On 14 December 2011, six days after the initial circulation of an earlier version of this essay, UCR chancellor Timothy White publicly withdrew the ‘Protest Guidelines’ document. Confronting multiple faculty and student petitions objecting to the guidelines, as well as the real threat of First Amendment legal scrutiny, it became clear that the attempt to construct this repressive bureaucratic schema was creating more trouble than it was containing. In his announcement of the withdrawal, Chancellor White expresses regret over ‘any confusion and discontent caused by the document’, while asserting that its contents did not ‘accurately reflect UC Riverside’s demonstrated commitment to free expression and peaceful, non-violent protest’. He concludes by announcing ‘the formation of a task force to review and rewrite our rules of assembly as appropriate for an institution committed to free speech’. At the time of writing, the internet link to the previous document reads ‘under construction’. From one set of ‘free speech’ rules to another.

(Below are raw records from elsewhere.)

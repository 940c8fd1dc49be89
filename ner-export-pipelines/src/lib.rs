pub mod check;
pub mod classifier;
pub mod entities;
pub mod export;
pub mod label_map;
pub mod predict;

#[cfg(test)]
mod testing;

pub use check::{CheckOutput, InferenceCheck, DEFAULT_CHECK_TEXT};
pub use classifier::{PretrainedClassifier, TokenClassifier, TokenizedText};
pub use entities::{
    extract_entities, AggregationStrategy, Entity, EntityExtractor, TokenClassificationOptions,
};
pub use export::{
    ExportOptions, ExportReport, Exporter, DEFAULT_MAX_LENGTH, DEFAULT_MODEL_ID,
    DEFAULT_OUTPUT_DIR,
};
pub use label_map::{LabelMap, LABEL_MAP_FILE};
pub use predict::ExportedModel;
use candle_core::{DType, Device, Tensor};
use ner_export::{Error, FromPretrainedParameters, Result};
use ner_export_models::{
    from_pretrained, AutoModelForTokenClassification, ForwardParams, PreTrainedModel,
};
use ner_export_tokenizers::{AutoTokenizer, BatchEncoding, Padding, Tokenizer};

use crate::label_map::LabelMap;

/// A sentence encoded for token classification.
#[derive(Debug, Clone, PartialEq)]
pub struct TokenizedText {
    /// The original sentence.
    pub text: String,
    /// The subword tokens of the sentence, without special tokens.
    pub subword_tokens: Vec<String>,
    /// The ids of every encoded position, special tokens and padding included.
    pub input_ids: Vec<u32>,
    pub attention_mask: Vec<u32>,
    /// The token of every encoded position.
    pub tokens: Vec<String>,
    /// `1` for the positions holding special tokens or padding.
    pub special_tokens_mask: Vec<u32>,
    /// Character offsets of every position into `text`.
    pub offsets: Vec<(usize, usize)>,
    /// The index of the word every position belongs to.
    pub word_ids: Vec<Option<u32>>,
}

impl TokenizedText {
    /// Builds a `TokenizedText` from the first encoding of a batch.
    pub fn from_batch_encoding(
        text: &str,
        subword_tokens: Vec<String>,
        encodings: &BatchEncoding,
    ) -> Result<Self> {
        let encoding = encodings
            .get_encodings()
            .first()
            .ok_or_else(|| Error::TokenizerEncodingError("empty batch".to_string()))?;
        Ok(Self {
            text: text.to_string(),
            subword_tokens,
            input_ids: encoding.get_ids().to_vec(),
            attention_mask: encoding.get_attention_mask().to_vec(),
            tokens: encoding.get_tokens().to_vec(),
            special_tokens_mask: encoding.get_special_tokens_mask().to_vec(),
            offsets: encoding.get_offsets().to_vec(),
            word_ids: encoding.get_word_ids().to_vec(),
        })
    }

    /// The number of encoded positions.
    pub fn len(&self) -> usize {
        self.input_ids.len()
    }

    pub fn is_empty(&self) -> bool {
        self.input_ids.is_empty()
    }

    /// Returns the input ids and attention mask as `(1, seq_len)` tensors.
    pub fn to_tensors(&self, device: &Device) -> Result<(Tensor, Tensor)> {
        let input_ids = Tensor::new(self.input_ids.as_slice(), device)?.unsqueeze(0)?;
        let attention_mask = Tensor::new(self.attention_mask.as_slice(), device)?
            .to_dtype(DType::U8)?
            .unsqueeze(0)?;
        Ok((input_ids, attention_mask))
    }
}

/// What the inference check and the entity extraction need from a token classification model.
pub trait TokenClassifier {
    /// Encodes a single sentence.
    fn tokenize(&mut self, text: &str) -> Result<TokenizedText>;

    /// Computes the logits of every encoded position, with shape `(seq_len, num_labels)`.
    fn classify(&self, input: &TokenizedText) -> Result<Vec<Vec<f32>>>;

    /// Gets the label of a class index.
    fn label_of(&self, index: usize) -> Option<&str>;

    fn num_labels(&self) -> usize;
}

/// A token classifier backed by a model and a tokenizer loaded from the Hugging Face Hub or a local
/// directory.
pub struct PretrainedClassifier {
    model: Box<dyn PreTrainedModel>,
    tokenizer: Box<dyn Tokenizer>,
    label_map: LabelMap,
    device: Device,
    max_length: Option<usize>,
}

impl PretrainedClassifier {
    /// Loads the tokenizer and the token classification model.
    ///
    /// # Arguments
    ///
    /// * `identifier` - The repository id of the model or a local directory.
    /// * `device` - The device to run the model on.
    /// * `params` - Optional parameters to specify the revision and auth token.
    /// * `max_length` - Optional truncation length of the encoded sentences.
    ///
    /// # Returns
    ///
    /// The `PretrainedClassifier` instance.
    pub fn new<S: AsRef<str>>(
        identifier: S,
        device: &Device,
        params: Option<FromPretrainedParameters>,
        max_length: Option<usize>,
    ) -> Result<Self> {
        let identifier = identifier.as_ref();
        let tokenizer = AutoTokenizer::from_pretrained(identifier, params.clone())?;
        let model_info = from_pretrained(identifier, params)?;
        let model = AutoModelForTokenClassification::from_model_info(&model_info, device, None)?;
        let label_map = LabelMap::from_config(model.config())?;
        tracing::info!(
            "Loaded token classification model '{}' with {} labels",
            identifier,
            label_map.len()
        );
        Ok(Self {
            model,
            tokenizer,
            label_map,
            device: device.clone(),
            max_length,
        })
    }

    pub fn get_label_map(&self) -> &LabelMap {
        &self.label_map
    }
}

impl TokenClassifier for PretrainedClassifier {
    fn tokenize(&mut self, text: &str) -> Result<TokenizedText> {
        let subword_tokens = self.tokenizer.tokenize(text)?;
        let encodings = self.tokenizer.encode(
            vec![text.to_string()],
            true,
            Some(Padding::Longest),
            self.max_length,
        )?;
        TokenizedText::from_batch_encoding(text, subword_tokens, &encodings)
    }

    fn classify(&self, input: &TokenizedText) -> Result<Vec<Vec<f32>>> {
        let (input_ids, attention_mask) = input.to_tensors(&self.device)?;
        let token_type_ids = input_ids.zeros_like()?;
        let logits = self.model.forward(ForwardParams::new(
            Some(&input_ids),
            Some(&attention_mask),
            Some(&token_type_ids),
        ))?;
        Ok(logits.squeeze(0)?.to_dtype(DType::F32)?.to_vec2::<f32>()?)
    }

    fn label_of(&self, index: usize) -> Option<&str> {
        self.label_map.get(index)
    }

    fn num_labels(&self) -> usize {
        self.label_map.len()
    }
}

#[cfg(test)]
mod tests {
    use super::{PretrainedClassifier, TokenClassifier};
    use crate::check::InferenceCheck;
    use crate::testing::{write_tiny_repo, LABELS};
    use candle_core::Device;

    #[test]
    fn test_check_with_local_repository() {
        let repo = tempfile::tempdir().unwrap();
        write_tiny_repo(repo.path());

        let mut classifier =
            PretrainedClassifier::new(repo.path().to_str().unwrap(), &Device::Cpu, None, Some(128))
                .unwrap();
        assert_eq!(classifier.num_labels(), LABELS.len());

        let input = classifier.tokenize("John works at Microsoft in Seattle").unwrap();
        assert_eq!(input.input_ids, vec![2, 5, 6, 7, 8, 9, 10, 11, 3]);
        assert_eq!(input.word_ids[4], input.word_ids[5]);

        let output = InferenceCheck::default().run(&mut classifier).unwrap();
        assert_eq!(output.tokens.len(), 7);
        assert_eq!(output.labels.len(), 9);
        assert!(output
            .labels
            .iter()
            .all(|label| LABELS.contains(&label.as_str())));
    }

    #[test]
    fn test_unresolvable_identifier() {
        let repo = tempfile::tempdir().unwrap();
        let result =
            PretrainedClassifier::new(repo.path().to_str().unwrap(), &Device::Cpu, None, None);
        assert!(result.is_err());
    }
}
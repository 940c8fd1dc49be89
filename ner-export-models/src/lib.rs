pub mod config;
pub mod from_pretrained;
pub mod model;
pub mod models;
pub mod traced;
pub mod utils;

pub use config::PretrainedConfig;
pub use from_pretrained::{from_pretrained, ModelInfo};
pub use model::{AutoModelForTokenClassification, ForwardParams, PreTrainedModel};
pub use traced::{LogitsOnly, TracedModel, TRACED_MODEL_FILE};

// BERT
pub use models::bert::{Bert, BertConfig, BertForTokenClassification};
use candle_core::{Device, Tensor};
use ner_export::Result;
use tokenizers::Encoding;

/// The encoding of a batch of sequences, ready to be passed to a model.
#[derive(Debug)]
pub struct BatchEncoding {
    input_ids: Tensor,
    token_type_ids: Tensor,
    attention_mask: Tensor,
    encodings: Vec<Encoding>,
}

impl BatchEncoding {
    pub fn new(
        input_ids: Tensor,
        token_type_ids: Tensor,
        attention_mask: Tensor,
        encodings: Vec<Encoding>,
    ) -> Self {
        BatchEncoding {
            input_ids,
            token_type_ids,
            attention_mask,
            encodings,
        }
    }

    pub fn get_input_ids(&self) -> &Tensor {
        &self.input_ids
    }

    pub fn get_token_type_ids(&self) -> &Tensor {
        &self.token_type_ids
    }

    pub fn get_attention_mask(&self) -> &Tensor {
        &self.attention_mask
    }

    pub fn get_encodings(&self) -> &[Encoding] {
        &self.encodings
    }

    /// The padded sequence length of the batch.
    pub fn seq_len(&self) -> usize {
        self.input_ids.dims().last().copied().unwrap_or(0)
    }

    pub fn to_device(&mut self, device: &Device) -> Result<()> {
        self.input_ids = self.input_ids.to_device(device)?;
        self.token_type_ids = self.token_type_ids.to_device(device)?;
        self.attention_mask = self.attention_mask.to_device(device)?;
        Ok(())
    }
}
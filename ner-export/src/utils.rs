pub mod from_pretrained;

pub use from_pretrained::{load_model_config, FromPretrainedParameters, MODEL_CONFIG_FILE};
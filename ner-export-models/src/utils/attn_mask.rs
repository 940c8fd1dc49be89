use candle_core::{DType, Tensor};
use ner_export::Result;

/// Creates a broadcastable attention mask to ignore padding tokens. Attended positions get `0`
/// and masked positions `-inf`, so the mask can be added to the attention scores.
///
/// # Arguments
///
/// * `attention_mask` - The attention mask tensor with shape `(batch_size, seq_len)`.
/// * `dtype` - The data type of the attention mask tensor to create.
///
/// # Returns
///
/// The broadcastable attention mask tensor with shape `(batch_size, 1, 1, seq_len)`.
pub fn get_extended_attention_mask(attention_mask: &Tensor, dtype: DType) -> Result<Tensor> {
    let extended_attention_mask = attention_mask.to_dtype(DType::U8)?.unsqueeze(1)?.unsqueeze(2)?;
    let on_true = Tensor::zeros(extended_attention_mask.shape(), dtype, attention_mask.device())?;
    let on_false = Tensor::new(f32::NEG_INFINITY, attention_mask.device())?
        .broadcast_as(extended_attention_mask.shape())?
        .to_dtype(dtype)?;
    let extended_attention_mask = extended_attention_mask.where_cond(&on_true, &on_false)?;
    Ok(extended_attention_mask)
}

#[cfg(test)]
mod tests {
    use super::get_extended_attention_mask;
    use candle_core::{DType, Device, Tensor};

    #[test]
    fn test_extended_attention_mask() {
        let mask = Tensor::new(&[[1u8, 1, 0]], &Device::Cpu).unwrap();
        let extended = get_extended_attention_mask(&mask, DType::F32).unwrap();
        assert_eq!(extended.dims(), &[1, 1, 1, 3]);
        let values = extended.flatten_all().unwrap().to_vec1::<f32>().unwrap();
        assert_eq!(values[0], 0.0);
        assert_eq!(values[1], 0.0);
        assert!(values[2].is_infinite() && values[2] < 0.0);
    }
}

If they’ll do that to them …
The galling ease with which the UC Davis cops sprayed those students – as if they were exterminators treating an ant infestation – is not best understood as primary evidence of mentally unstable, corrupt or evil individual police officers who must be individually punished and held accountable for their actions. Rather, it is the very casualness of their violence that provides an insight into the historical depth and institutional reach of the late twentieth- and early twenty-first century US racist state. The bare fact that armed police officers at an elite public university can douse (white) students with clouds of pepper-spray provokes some of us to translate that scene into a language of deeper alienation and terror: if the cops are willing to do that to white college kids, what are they willing – and probably eager – to do to us? Of course, the ‘us’ cannot be homogenised here because anyone remotely familiar with the history of racist US state violence recognises that the police consistently deploy different strategies and intensities of force on different bodies, based on geographic location, racial profile, perceived gender and sexual identity, presumed non-citizen status, and so forth.
Nonetheless, the point should be clear: if we are to treat the UC Davis scenario as something more than an isolated incident of officers gone wild – and many students, activists, teachers, journalists and other thinkers clearly wish to do so – we cannot help but come face to face with the enduring and complicated machinery of the racist state. If they’ll do this to upwardly mobile white people on a liberal northern California college campus, what will they do to the rest of us, especially those whose guilt is more or less presumed in the eyes of the police, as well as their recent critics?